При этих словах мудрец с искривленной шеей как-то
по-особенному кротко и постно потупил глаза. В другое время это
движение осталось бы незамеченным, но сегодня все чувства Ходжи
Насреддина были обострены: он все замечал и сразу обо всем
догадывался.
Он уверенно подошел к мудрецу, запустил руку к нему за
пазуху и вытащил оттуда шелковый, богато расшитый пояс:
-- Не об этом ли поясе сожалел великий эмир? Изумление и
ужас сковали придворных. Новый мудрец оказался действительно
опасным соперником, и первый же, выступивший против него, был
уже сокрушен им и повергнут в прах.
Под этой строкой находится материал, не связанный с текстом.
use std::fmt;
use std::sync::Arc;

use thiserror::Error;
use tokio::sync::mpsc;
use tracing::{info, warn};

use banter_core::domain::model::{ModelConfig, ModelName};
use banter_core::registry::ModelRegistry;
use banter_core::retry::{FailureClass, RetryPolicy};

use crate::llm::{AssistantReply, InvocationFailure, InvocationRequest, LlmClient, StreamEvent};

/// Final record for one model's slice of a failed cycle.
#[derive(Clone, Debug, PartialEq, Eq)]
pub struct AttemptRecord {
    pub model: ModelName,
    pub attempts: u32,
    pub last_class: FailureClass,
    pub last_message: String,
}

/// Every model in the registry burned its full attempt budget.
#[derive(Clone, Debug)]
pub struct RegistryExhaustion {
    pub attempts: Vec<AttemptRecord>,
}

impl fmt::Display for RegistryExhaustion {
    fn fmt(&self, f: &mut fmt::Formatter<'_>) -> fmt::Result {
        let summary = self
            .attempts
            .iter()
            .map(|record| format!("{} ({})", record.model, record.last_class.as_str()))
            .collect::<Vec<_>>()
            .join(", ");
        write!(f, "every model failed a full retry cycle: {summary}")
    }
}

impl std::error::Error for RegistryExhaustion {}

#[derive(Debug, Error)]
pub enum InvokeError {
    #[error("fatal failure from `{model}`: {failure}")]
    Fatal { model: ModelName, failure: InvocationFailure },
    #[error(transparent)]
    Exhausted(#[from] RegistryExhaustion),
}

/// A successful invocation and the model that produced it.
#[derive(Clone, Debug)]
pub struct InvocationSuccess {
    pub model: ModelName,
    pub reply: AssistantReply,
}

/// An opened stream and the model serving it.
pub struct StreamSuccess {
    pub model: ModelName,
    pub events: mpsc::Receiver<StreamEvent>,
}

/// Wraps a single-call client with per-model retry and registry-order
/// fallback.
///
/// Traversal starts at the preferred model (registry order position), gives
/// each model its own attempt budget with exponential backoff between
/// retryable failures, and wraps modulo the registry until every model has
/// been tried. A fatal classification aborts the whole cycle immediately:
/// a bad request will not get better by waiting or switching models.
pub struct ResilientInvoker {
    client: Arc<dyn LlmClient>,
    registry: Arc<ModelRegistry>,
    policy: RetryPolicy,
}

impl ResilientInvoker {
    pub fn new(client: Arc<dyn LlmClient>, registry: Arc<ModelRegistry>, policy: RetryPolicy) -> Self {
        Self { client, registry, policy }
    }

    pub fn registry(&self) -> &ModelRegistry {
        &self.registry
    }

    pub async fn invoke(
        &self,
        request: &InvocationRequest,
        preferred_model: Option<&ModelName>,
    ) -> Result<InvocationSuccess, InvokeError> {
        let mut records = Vec::with_capacity(self.registry.len());

        for model in self.traversal(preferred_model) {
            match self.attempt_model(model, request).await {
                ModelOutcome::Success(reply) => {
                    return Ok(InvocationSuccess { model: model.name.clone(), reply });
                }
                ModelOutcome::Fatal(failure) => {
                    return Err(InvokeError::Fatal { model: model.name.clone(), failure });
                }
                ModelOutcome::BudgetSpent(record) => {
                    info!(
                        event_name = "agent.invoker.model_advanced",
                        model = %record.model,
                        attempts = record.attempts,
                        last_class = record.last_class.as_str(),
                        "model exhausted its attempt budget, advancing"
                    );
                    records.push(record);
                }
            }
        }

        Err(RegistryExhaustion { attempts: records }.into())
    }

    /// Streaming variant: the retry budget covers opening the stream. Once a
    /// receiver comes back, mid-stream failures are terminal for the turn and
    /// are delivered in-band.
    pub async fn invoke_stream(
        &self,
        request: &InvocationRequest,
        preferred_model: Option<&ModelName>,
    ) -> Result<StreamSuccess, InvokeError> {
        let mut records = Vec::with_capacity(self.registry.len());

        for model in self.traversal(preferred_model) {
            let mut last_failure: Option<InvocationFailure> = None;

            for attempt in 1..=self.policy.max_attempts {
                match self.client.invoke_stream(model, request).await {
                    Ok(events) => {
                        return Ok(StreamSuccess { model: model.name.clone(), events });
                    }
                    Err(failure) if failure.class == FailureClass::Fatal => {
                        return Err(InvokeError::Fatal { model: model.name.clone(), failure });
                    }
                    Err(failure) => {
                        self.note_failed_attempt(model, attempt, &failure).await;
                        last_failure = Some(failure);
                    }
                }
            }

            records.push(budget_record(model, self.policy.max_attempts, last_failure));
        }

        Err(RegistryExhaustion { attempts: records }.into())
    }

    fn traversal(&self, preferred_model: Option<&ModelName>) -> impl Iterator<Item = &ModelConfig> {
        let models = self.registry.list_models();
        let start = preferred_model
            .and_then(|name| self.registry.position_of(name))
            .unwrap_or(0);

        (0..models.len()).map(move |offset| &models[(start + offset) % models.len()])
    }

    async fn attempt_model(
        &self,
        model: &ModelConfig,
        request: &InvocationRequest,
    ) -> ModelOutcome {
        let mut last_failure: Option<InvocationFailure> = None;

        for attempt in 1..=self.policy.max_attempts {
            match self.client.invoke(model, request).await {
                Ok(reply) => return ModelOutcome::Success(reply),
                Err(failure) if failure.class == FailureClass::Fatal => {
                    return ModelOutcome::Fatal(failure);
                }
                Err(failure) => {
                    self.note_failed_attempt(model, attempt, &failure).await;
                    last_failure = Some(failure);
                }
            }
        }

        ModelOutcome::BudgetSpent(budget_record(model, self.policy.max_attempts, last_failure))
    }

    async fn note_failed_attempt(
        &self,
        model: &ModelConfig,
        attempt: u32,
        failure: &InvocationFailure,
    ) {
        warn!(
            event_name = "agent.invoker.attempt_failed",
            model = %model.name,
            attempt,
            class = failure.class.as_str(),
            error = %failure,
            "invocation attempt failed"
        );

        tokio::time::sleep(self.policy.backoff(attempt)).await;
    }
}

enum ModelOutcome {
    Success(AssistantReply),
    Fatal(InvocationFailure),
    BudgetSpent(AttemptRecord),
}

fn budget_record(
    model: &ModelConfig,
    attempts: u32,
    last_failure: Option<InvocationFailure>,
) -> AttemptRecord {
    let (last_class, last_message) = match last_failure {
        Some(failure) => (failure.class, failure.message),
        None => (FailureClass::Transient, "no attempt recorded".to_string()),
    };

    AttemptRecord { model: model.name.clone(), attempts, last_class, last_message }
}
У многих мудрецов, поэтов,
сановников и визирей дрогнули сердца в этот миг.
-- Клянусь аллахом, это тот самый пояс! -- вскричал
эмир.-- Гуссейн Гуслия, ты, воистину, несравненный мудрец! Ага!
-- торжествующе обратился эмир к придворным, причем лицо его
выражало самую искреннюю, живую радость.-- Попались наконец!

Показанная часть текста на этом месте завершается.